> **PROBLEM**: Each line of the listing needs to be given again exactly.

> **RECORDS TO PROCESS**:
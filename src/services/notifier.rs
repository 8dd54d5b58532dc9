use serde_json::{json, Value};
use std::time::Duration;
use tracing::{error, info};

use crate::error::{AppError, Result};
use crate::utils::format_usd;

const NOTIFY_TIMEOUT_SECS: u64 = 10;

/// Context fields attached to every alert
#[derive(Debug, Clone, Default)]
pub struct NotifyContext {
    pub event_url: String,
    pub lowest_price: Option<f64>,
    pub median_sale: Option<f64>,
    pub num_listings: Option<usize>,
}

/// Alert delivery.
///
/// Sends to a Slack incoming webhook when `SLACK_WEBHOOK_URL` is set,
/// falling back to console output otherwise or when delivery fails.
/// Delivery failure is logged and swallowed; it never reaches the caller.
pub struct Notifier {
    webhook_url: Option<String>,
    client: reqwest::Client,
}

impl Notifier {
    pub fn new() -> Self {
        let webhook_url = std::env::var("SLACK_WEBHOOK_URL")
            .ok()
            .map(|url| url.trim().to_string())
            .filter(|url| !url.is_empty());

        let client = reqwest::Client::builder()
            .timeout(Duration::from_secs(NOTIFY_TIMEOUT_SECS))
            .build()
            .unwrap_or_else(|_| reqwest::Client::new());

        Self {
            webhook_url,
            client,
        }
    }

    /// Deliver an alert with its context
    pub async fn notify(&self, message: &str, context: &NotifyContext) {
        if let Some(url) = &self.webhook_url {
            match self.post_slack(url, message, context).await {
                Ok(()) => return,
                Err(e) => error!(error = %e, "Failed to send Slack alert"),
            }
        }
        print_console_alert(message, context);
    }

    async fn post_slack(
        &self,
        webhook_url: &str,
        message: &str,
        context: &NotifyContext,
    ) -> Result<()> {
        let payload = slack_payload(message, context);

        let response = self
            .client
            .post(webhook_url)
            .json(&payload)
            .send()
            .await
            .map_err(|e| AppError::Notify(format!("Slack request failed: {}", e)))?;

        if !response.status().is_success() {
            return Err(AppError::Notify(format!(
                "Slack webhook returned {}",
                response.status()
            )));
        }

        info!("Sent Slack alert");
        Ok(())
    }
}

impl Default for Notifier {
    fn default() -> Self {
        Self::new()
    }
}

/// Block Kit payload: the message as a section block plus a context block
/// carrying the event link and current market fields
fn slack_payload(message: &str, context: &NotifyContext) -> Value {
    let listings = context
        .num_listings
        .map(|n| n.to_string())
        .unwrap_or_else(|| "N/A".to_string());

    json!({
        "text": message,
        "blocks": [
            {
                "type": "section",
                "text": { "type": "mrkdwn", "text": message }
            },
            {
                "type": "context",
                "elements": [
                    { "type": "mrkdwn", "text": format!("*Event:* <{}>", context.event_url) },
                    { "type": "mrkdwn", "text": format!("*Lowest:* {}", format_usd(context.lowest_price)) },
                    { "type": "mrkdwn", "text": format!("*Median:* {}", format_usd(context.median_sale)) },
                    { "type": "mrkdwn", "text": format!("*Listings:* {}", listings) }
                ]
            }
        ]
    })
}

fn print_console_alert(message: &str, context: &NotifyContext) {
    println!("\n=== ALERT ===");
    println!("{}", message);
    println!(
        "event={} | lowest={} | median={} | listings={}",
        context.event_url,
        format_usd(context.lowest_price),
        format_usd(context.median_sale),
        context
            .num_listings
            .map(|n| n.to_string())
            .unwrap_or_else(|| "N/A".to_string())
    );
    println!("=============\n");
}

> **RESULT OF THIS TASK**:
filename src/services/notifier.rs
repository 8dd54d5b58532dc9
use serde_json::{json, Value};
use std::time::Duration;
use tracing::{error, info};

use crate::error::{AppError, Result};
use crate::utils::format_usd;

const NOTIFY_TIMEOUT_SECS: u64 = 10;

/// Context fields attached to every alert
#[derive(Debug, Clone, Default)]
pub struct NotifyContext {
    pub event_url: String,
    pub lowest_price: Option<f64>,
    pub median_sale: Option<f64>,
    pub num_listings: Option<usize>,
}

/// Alert delivery.
///
/// Sends to a Slack incoming webhook when `SLACK_WEBHOOK_URL` is set,
/// falling back to console output otherwise or when delivery fails.
/// Delivery failure is logged and swallowed; it never reaches the caller.
pub struct Notifier {
    webhook_url: Option<String>,
    client: reqwest::Client,
}

impl Notifier {
    pub fn new() -> Self {
        let webhook_url = std::env::var("SLACK_WEBHOOK_URL")
            .ok()
            .map(|url| url.trim().to_string())
            .filter(|url| !url.is_empty());

        let client = reqwest::Client::builder()
            .timeout(Duration::from_secs(NOTIFY_TIMEOUT_SECS))
            .build()
            .unwrap_or_else(|_| reqwest::Client::new());

        Self {
            webhook_url,
            client,
        }
    }

    /// Deliver an alert with its context
    pub async fn notify(&self, message: &str, context: &NotifyContext) {
        if let Some(url) = &self.webhook_url {
            match self.post_slack(url, message, context).await {
                Ok(()) => return,
                Err(e) => error!(error = %e, "Failed to send Slack alert"),
            }
        }
        print_console_alert(message, context);
    }

    async fn post_slack(
        &self,
        webhook_url: &str,
        message: &str,
        context: &NotifyContext,
    ) -> Result<()> {
        let payload = slack_payload(message, context);

        let response = self
            .client
            .post(webhook_url)
            .json(&payload)
            .send()
            .await
            .map_err(|e| AppError::Notify(format!("Slack request failed: {}", e)))?;

        if !response.status().is_success() {
            return Err(AppError::Notify(format!(
                "Slack webhook returned {}",
                response.status()
            )));
        }

        info!("Sent Slack alert");
        Ok(())
    }
}

impl Default for Notifier {
    fn default() -> Self {
        Self::new()
    }
}

/// Block Kit payload: the message as a section block plus a context block
/// carrying the event link and current market fields
fn slack_payload(message: &str, context: &NotifyContext) -> Value {
    let listings = context
        .num_listings
        .map(|n| n.to_string())
        .unwrap_or_else(|| "N/A".to_string());

    json!({
        "text": message,
        "blocks": [
            {
                "type": "section",
                "text": { "type": "mrkdwn", "text": message }
            },
            {
                "type": "context",
                "elements": [
                    { "type": "mrkdwn", "text": format!("*Event:* <{}>", context.event_url) },
                    { "type": "mrkdwn", "text": format!("*Lowest:* {}", format_usd(context.lowest_price)) },
                    { "type": "mrkdwn", "text": format!("*Median:* {}", format_usd(context.median_sale)) },
                    { "type": "mrkdwn", "text": format!("*Listings:* {}", listings) }
                ]
            }
        ]
    })
}

fn print_console_alert(message: &str, context: &NotifyContext) {
    println!("\n=== ALERT ===");
    println!("{}", message);
    println!(
        "event={} | lowest={} | median={} | listings={}",
        context.event_url,
        format_usd(context.lowest_price),
        format_usd(context.median_sale),
        context
            .num_listings
            .map(|n| n.to_string())
            .unwrap_or_else(|| "N/A".to_string())
    );
    println!("=============\n");
}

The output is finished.